— What you are asked to do —
Write out the entries below exactly. End with the line that contains "dotenvy::dotenv().ok();".

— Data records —
***
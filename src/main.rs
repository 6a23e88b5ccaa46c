use std::time::Duration;
use tickersignal::{app, config::Config, AppState};
use tracing::{debug, info};
use tracing_subscriber::{layer::SubscriberExt, util::SubscriberInitExt};

#[tokio::main]
async fn main() -> anyhow::Result<()> {
    // Load environment variables
    dotenvy::dotenv().ok();

    // Initialize tracing
    tracing_subscriber::registry()
        .with(
            tracing_subscriber::EnvFilter::try_from_default_env()
                .unwrap_or_else(|_| "tickersignal=debug,tower_http=debug".into()),
        )
        .with(tracing_subscriber::fmt::layer())
        .init();

    // Load configuration
    let config = Config::from_env();
    info!("Starting tickersignal server on {}:{}", config.host, config.port);
    info!(
        "Sentiment strategy: {}, thresholds: {:?}",
        config.sentiment_strategy.name(),
        config.thresholds
    );

    let state = AppState::from_config(config)?;

    // Periodically drop expired price series
    {
        let cache = state.pipeline.market_data().cache();
        let ttl = state.config.price_cache_ttl;
        if cache.is_enabled() {
            tokio::spawn(async move {
                loop {
                    tokio::time::sleep(ttl.max(Duration::from_secs(60))).await;
                    let removed = cache.purge_expired();
                    if removed > 0 {
                        debug!("Purged {} expired price series", removed);
                    }
                }
            });
        }
    }

    let addr = format!("{}:{}", state.config.host, state.config.port);
    let app = app(state);

    // Start the server
    let listener = tokio::net::TcpListener::bind(&addr).await?;
    info!("tickersignal server listening on {}", addr);

    axum::serve(listener, app).await?;

    Ok(())
}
***
— Exercise result —
filename src/main.rs
repository 6a23e88b5ccaa46c
use std::time::Duration;
use tickersignal::{app, config::Config, AppState};
use tracing::{debug, info};
use tracing_subscriber::{layer::SubscriberExt, util::SubscriberInitExt};

#[tokio::main]
async fn main() -> anyhow::Result<()> {
    // Load environment variables
    dotenvy::dotenv().ok();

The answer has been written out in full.